Sixty years after independence Gabon still a ‘home’ for French

Gabon City, Libreville

Gabon on Monday marks 60 years since it gained independence from France, and yet a glance around the capital Libreville begs the question whether it has ever made a clean break from the former colonial ruler.
The French influence still permeates every crack and crevice of Gabonese life from the language to the waft of fresh croissants in the bakeries and the horse races in Paris playing out on televisions as gamblers sip on French-brewed beer.
“The French are at home in Gabon, they have their shops, their restaurants,” laughed Annie, the Gabonese manager of a bar who is dismissive of the Gabonese who frequent the same places.
“They think they are in France,” she said.
France officially colonised Gabon in 1885 and it became part of French Equatorial Guinea.
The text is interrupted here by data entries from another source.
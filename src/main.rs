use bevy::prelude::*;
use bevy::window::WindowResolution;
use slingshot::constants::{WORLD_HEIGHT, WORLD_WIDTH};
use slingshot::game::{GamePlugin, SlingshotPhysicsPlugin};
use slingshot::input::PlayerInputPlugin;
use slingshot::particles::ParticlesPlugin;
use slingshot::rendering::RenderingPlugin;
use slingshot::scenario::{configure_scenario, SCENARIO_ENV};
use std::env;

fn main() {
    let scenario = env::var(SCENARIO_ENV).ok();

    let mut app = App::new();

    app.add_plugins(DefaultPlugins.set(WindowPlugin {
        primary_window: Some(Window {
            title: "Slingshot".into(),
            resolution: WindowResolution::new(WORLD_WIDTH as u32, WORLD_HEIGHT as u32),
            ..Default::default()
        }),
        ..Default::default()
    }))
    // GamePlugin first: the physics plugin reads the configured step.
    .add_plugins(GamePlugin)
    .add_plugins(SlingshotPhysicsPlugin)
    .add_plugins((PlayerInputPlugin, RenderingPlugin, ParticlesPlugin));

    if let Some(name) = scenario {
        configure_scenario(&mut app, &name);
    }

    app.run();
}
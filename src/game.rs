//! Plugin wiring: resources, messages, and the per-frame gameplay order.
//!
//! [`GamePlugin`] holds everything that does not need a window or a physics
//! backend, so headless tests can run it on `MinimalPlugins` and inject
//! contact events by hand.  [`SlingshotPhysicsPlugin`] adds Rapier on top.
//!
//! Gameplay systems run chained in `Update`; Rapier steps in `PostUpdate`, so
//! contact events written by step *N* are consumed by the gameplay pass of
//! frame *N + 1*.

use crate::ability::ability_trigger_system;
use crate::collision::{
    contact_destruction_system, impact_destruction_system, proximity_destruction_system,
    score_popup_system, DestructionLog, Score, TargetDestroyed,
};
use crate::config::{load_game_config, GameConfig};
use crate::input::PlayerInput;
use crate::launch::{launch_input_system, turn_tick_system, LaunchSession, TurnReady};
use crate::level::{
    level_command_system, level_load_system, load_level_catalog, request_first_level,
    target_soft_wall_system, LevelCatalog, LoadLevel,
};
use crate::progress::{win_detection_system, LevelWon, Progress};
use crate::projectile::{flight_state_system, projectile_lifetime_system};
use bevy::prelude::*;
use bevy_rapier2d::prelude::*;

/// Every gameplay system, in the order listed in [`GamePlugin`].
#[derive(SystemSet, Debug, Clone, PartialEq, Eq, Hash)]
pub struct GameplaySet;

pub struct GamePlugin;

impl Plugin for GamePlugin {
    fn build(&self, app: &mut App) {
        app.init_resource::<GameConfig>()
            .init_resource::<LevelCatalog>()
            .init_resource::<LaunchSession>()
            .init_resource::<Progress>()
            .init_resource::<Score>()
            .init_resource::<DestructionLog>()
            .add_message::<PlayerInput>()
            .add_message::<LoadLevel>()
            .add_message::<TurnReady>()
            .add_message::<TargetDestroyed>()
            .add_message::<LevelWon>()
            // Registered by Rapier too; repeated registration is a no-op.
            .add_message::<CollisionEvent>()
            .add_message::<ContactForceEvent>()
            .add_systems(
                Startup,
                (load_game_config, load_level_catalog, request_first_level).chain(),
            )
            .add_systems(
                Update,
                (
                    (level_command_system, level_load_system).chain(),
                    flight_state_system,
                    (launch_input_system, ability_trigger_system).chain(),
                    turn_tick_system,
                    (
                        contact_destruction_system,
                        impact_destruction_system,
                        proximity_destruction_system,
                    )
                        .chain(),
                    projectile_lifetime_system,
                    win_detection_system,
                    (target_soft_wall_system, score_popup_system),
                )
                    .chain()
                    .in_set(GameplaySet),
            );
    }
}

/// Rapier at one world unit per metre, stepping exactly `physics_dt` per frame.
pub struct SlingshotPhysicsPlugin;

impl Plugin for SlingshotPhysicsPlugin {
    fn build(&self, app: &mut App) {
        let dt = app
            .world()
            .get_resource::<GameConfig>()
            .map_or_else(|| GameConfig::default().physics_dt, |c| c.physics_dt);
        app.add_plugins(RapierPhysicsPlugin::<NoUserData>::pixels_per_meter(1.0))
            .insert_resource(TimestepMode::Fixed { dt, substeps: 1 })
            .add_systems(Startup, setup_gravity.after(load_game_config));
    }
}

/// Point gravity down the screen and re-apply the step once `game.toml` is in.
fn setup_gravity(
    config: Res<GameConfig>,
    mut timestep: ResMut<TimestepMode>,
    mut rapier: Query<&mut RapierConfiguration>,
) {
    *timestep = TimestepMode::Fixed {
        dt: config.physics_dt,
        substeps: 1,
    };
    for mut cfg in rapier.iter_mut() {
        cfg.gravity = Vec2::new(0.0, -config.gravity);
    }
}
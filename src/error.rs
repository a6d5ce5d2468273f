//! Game-specific error types.
//!
//! Player gestures never produce errors: an invalid gesture is a silent no-op.
//! The variants below cover the genuinely fatal paths, i.e. geometry the
//! physics engine would reject, a level that cannot be built, or a
//! configuration value outside its safe range.  Systems log these with
//! `error!` and abort the operation instead of panicking.
//!
//! ## Usage
//!
//! ```ignore
//! use slingshot::error::{validate_positive, GameResult};
//!
//! fn check_radius(radius: f32) -> GameResult<()> {
//!     validate_positive("projectile_radius", radius)?;
//!     Ok(())
//! }
//! ```

use std::fmt;

/// Top-level error enum for the game.
#[derive(Debug, Clone, PartialEq)]
pub enum GameError {
    /// A collider description would be rejected by the physics engine
    /// (non-finite coordinates, non-positive extent, empty compound).
    DegenerateShape {
        /// Which body was being built ("target", "ramp", ...).
        shape: &'static str,
        /// Human-readable reason.
        reason: String,
    },

    /// A level contains no targets, so it could never be won.
    EmptyLevel {
        /// Index of the offending level in the catalog.
        index: usize,
    },

    /// Configuration value is outside its safe operating range.
    UnsafeConstant {
        /// Name of the constant (for logging).
        name: &'static str,
        /// The value that was rejected.
        value: f32,
        /// Human-readable description of the safe range.
        safe_range: &'static str,
    },

    /// A configuration file exists but could not be parsed.
    ConfigParse {
        /// Path of the file that failed to parse.
        path: String,
        /// Parser diagnostic.
        message: String,
    },
}

impl fmt::Display for GameError {
    fn fmt(&self, f: &mut fmt::Formatter<'_>) -> fmt::Result {
        match self {
            GameError::DegenerateShape { shape, reason } => {
                write!(f, "degenerate {} shape: {}", shape, reason)
            }
            GameError::EmptyLevel { index } => {
                write!(f, "level {} has no targets", index + 1)
            }
            GameError::UnsafeConstant {
                name,
                value,
                safe_range,
            } => write!(
                f,
                "constant '{}' = {} is outside safe range {}",
                name, value, safe_range
            ),
            GameError::ConfigParse { path, message } => {
                write!(f, "failed to parse {}: {}", path, message)
            }
        }
    }
}

impl std::error::Error for GameError {}

/// Convenience alias: a `Result` using `GameError` as the error type.
pub type GameResult<T> = Result<T, GameError>;

// ── Validation helpers ────────────────────────────────────────────────────────

/// Returns an error unless `value` is finite and strictly positive.
pub fn validate_positive(name: &'static str, value: f32) -> GameResult<()> {
    if value.is_finite() && value > 0.0 {
        Ok(())
    } else {
        Err(GameError::UnsafeConstant {
            name,
            value,
            safe_range: "(0.0, ∞)",
        })
    }
}

/// Returns an error unless every point is finite.
pub fn validate_points(shape: &'static str, points: &[bevy::math::Vec2]) -> GameResult<()> {
    match points.iter().position(|p| !p.is_finite()) {
        Some(i) => Err(GameError::DegenerateShape {
            shape,
            reason: format!("point {} is not finite ({:?})", i, points[i]),
        }),
        None => Ok(()),
    }
}

#[cfg(test)]
mod tests {
    use super::*;
    use bevy::math::Vec2;

    #[test]
    fn positive_validation_rejects_zero_negative_and_nan() {
        assert!(validate_positive("x", 1.0).is_ok());
        assert!(validate_positive("x", 0.0).is_err());
        assert!(validate_positive("x", -3.0).is_err());
        assert!(validate_positive("x", f32::NAN).is_err());
    }

    #[test]
    fn point_validation_reports_first_bad_index() {
        let pts = [Vec2::ZERO, Vec2::new(f32::INFINITY, 0.0)];
        let err = validate_points("ramp", &pts).unwrap_err();
        assert!(err.to_string().contains("point 1"));
    }
}
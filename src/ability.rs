//! Special-ability triggers for the current projectile.
//!
//! The trigger always targets the session's *current* projectile.  Every
//! refusal (no projectile, not in flight, already used, no ability) is a
//! logged no-op.

use crate::config::GameConfig;
use crate::input::PlayerInput;
use crate::launch::LaunchSession;
use crate::projectile::{spawn_split_child, AbilityKind, Projectile};
use bevy::prelude::*;
use bevy_rapier2d::prelude::Velocity;

pub fn ability_trigger_system(
    mut commands: Commands,
    mut inputs: MessageReader<PlayerInput>,
    config: Res<GameConfig>,
    session: Res<LaunchSession>,
    mut projectiles: Query<(&mut Projectile, &mut Velocity, &Transform)>,
) {
    for input in inputs.read() {
        if *input != PlayerInput::TriggerAbility {
            continue;
        }
        let Some(current) = session.current() else {
            debug!("ability: no active projectile");
            continue;
        };
        let Ok((mut projectile, mut velocity, transform)) = projectiles.get_mut(current) else {
            debug!("ability: active projectile already removed");
            continue;
        };

        let Some(kind) = projectile.ability.map(|a| a.kind) else {
            debug!("ability: {:?} has none", projectile.variant);
            continue;
        };
        match kind {
            AbilityKind::Boost => match projectile.try_boost(velocity.linvel, config.boost_multiplier) {
                Some(boosted) => {
                    velocity.linvel = boosted;
                    info!("boost: speed now {:.0}", boosted.length());
                }
                None => debug!("boost refused (in flight: {})", projectile.in_flight),
            },
            AbilityKind::Split => {
                match projectile.try_split(velocity.linvel, config.split_spread_degrees) {
                    Some(children) => {
                        let at = transform.translation.truncate();
                        for child in children {
                            spawn_split_child(&mut commands, projectile.variant, at, child, &config);
                        }
                        commands.entity(current).try_despawn();
                        info!("split into {} at ({:.0}, {:.0})", children.len(), at.x, at.y);
                    }
                    None => debug!("split refused (in flight: {})", projectile.in_flight),
                }
            }
        }
    }
}
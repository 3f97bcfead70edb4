//! Field encodings that ride inside otherwise ordinary JSON.
//!
//! The package format stores three kinds of values as JSON strings with
//! their own grammar:
//!
//! - [`Point`]: `"{0.5, 0.67135115527602085}"`
//! - [`PointList`]: `"{{0, 0},{1, 1}}"`
//! - [`Archive`]: base64 text of a binary property list
//!
//! Each type implements `Serialize`/`Deserialize` so the model can use it
//! as a plain field type; the raw string form never leaves this module.

mod archive;
mod point;
mod point_list;

pub use archive::Archive;
pub use point::Point;
pub use point_list::PointList;

use thiserror::Error;

use crate::plist::PlistError;

/// Errors for values that are valid JSON strings but break their grammar.
#[derive(Debug, Error)]
pub enum CodecError {
    #[error("malformed point {0:?}, expected \"{{x, y}}\"")]
    MalformedPoint(String),
    #[error("point {text:?} has {found} components, expected 2")]
    PointArity { text: String, found: usize },
    #[error("malformed point list {0:?}, expected \"{{{{x1, y1}},{{x2, y2}}}}\"")]
    MalformedPointList(String),
    #[error("coordinate {0} is not a finite number")]
    NonFinite(f64),
    #[error("archive is not valid base64: {0}")]
    Base64(#[from] base64::DecodeError),
    #[error("archive is not a valid binary property list: {0}")]
    Archive(#[from] PlistError),
    #[error("archive top object is not a dictionary")]
    NotADictionary,
}

/// Swap the ad hoc tuple braces for JSON array brackets.
///
/// Returns `None` unless the trimmed text is wrapped in one pair of braces.
fn braces_to_brackets(text: &str) -> Option<String> {
    let trimmed = text.trim();
    if trimmed.len() < 2 || !trimmed.starts_with('{') || !trimmed.ends_with('}') {
        return None;
    }
    Some(
        trimmed
            .chars()
            .map(|c| match c {
                '{' => '[',
                '}' => ']',
                other => other,
            })
            .collect(),
    )
}

#[cfg(test)]
mod tests {
    use super::*;

    #[test]
    fn test_braces_to_brackets() {
        assert_eq!(braces_to_brackets(" {1, 2} ").as_deref(), Some("[1, 2]"));
        assert_eq!(
            braces_to_brackets("{{0, 0},{1, 1}}").as_deref(),
            Some("[[0, 0],[1, 1]]")
        );
        assert_eq!(braces_to_brackets("not-braces"), None);
        assert_eq!(braces_to_brackets("{"), None);
        assert_eq!(braces_to_brackets("[1, 2]"), None);
    }
}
When independence came, France treated Gabon kindly, motivated partly by its uranium wealth which was key to France’s nuclear programme.
As part of that kid-gloves approach, France tolerated and upheld a series of authoritarian leaders, starting with the first president Leon Mba.

– Champagne –

Just off Boulevard de l’Independance, lies the residence of the French ambassador, nestled on the heights of an immense wooded park overlooking Libreville.
In this tropical French garden, a grandiose ball is held every July 14 to fete Bastille Day. Champagne in hand, ministers and opponents of the Gabonese political hierarchy momentarily lay aside their differences to toast the Franco-Gabonese friendship.
The estate is grand in all senses and almost eclipses the golden presidential palace, five kilometres down the road built by Omar Bongo, the second president of Gabon.
Placed in power by France in 1967, Bongo went on to rule the country for 42 years.
“The Gabonese have a homeland, Gabon, and a friend, France,” he had said.
Until his death in 2009, Omar Bongo was one of the symbols of “Francafrique”, the network of political relations and schemes forged by France with its former sub-Saharan colonies — all too many of which were marred by scandal.

– Camp de Gaulle –

Rich in oil and uranium, Gabon, with two million inhabitants, has long been a key country for France in Africa.
The idea that it is impossible to become president without French approval is still widespread here.
“And when opponents have to go into exile, it is in France that they find refuge,” said academic Joseph Tonda.
The French presence is perhaps most obvious behind a long grey wall bristling with barbed wire.
Welcome to Camp de Gaulle, one of the four French military bases in Africa, with nearly 400 soldiers.
When Omar died in 2009, his son Ali Bongo succeeded him and promised to end the almost exclusive relationship with France.
“France in Gabon? This is not what it was, we no longer have the influence we had under Bongo senior,” said a French security source in Libreville.
Over a decade later, France has lost ground economically to mainly Asian investors, who have taken over strategic sectors such as logging or port management, said economic analyst Mays Mouissi.
In the industrial district, Chinese buildings and hotels have sprung up like mushrooms. And in 2014, China became the number one trading partner.
“But China is not as popular as the country of the former coloniser,” said Tonda.

– French wine and horses

In the upmarket Gabonese supermarkets, French products such as butter, camembert cheese and milk, are everywhere.
“Gabon’s consumption is linked to its history with France, because unfortunately, we have low Gabonese production,” said Alain Rempanot Mepiat, adviser to the CEO of Ceca-Gadis, which imports nearly 80 per cent of its products from France.
This is especially the case for drinks. Bottles of Burgundy or Bordeaux, from cheap produce to great vintages, fill entire shelves.
In the “matiti”, the working-class neighbourhoods, the preference is for Regab, a local beer brewed since the 1960s by the French group Castel.
And satellite dishes of Vincent Bollore-owned Canal + television network are scattered across the tin roofs.
There are also the candy pink awnings of the PMUG — the local edition of the Pari Mutuel Urbain Gabonais — where Gabonese people throng to bet on the horses.
Owned by the Corsican businessman Michel Tomi, the PMUG promises to “change your life” for just a few Central African francs, by betting on the races at Longchamp or Vincennes in the Paris region.
But for some, the Franco-Gabonese relationship does not matter.
“Who cares about France? We want to take care of ourselves and eat, we have other problems,” said Mathilde, a young woman in Libreville.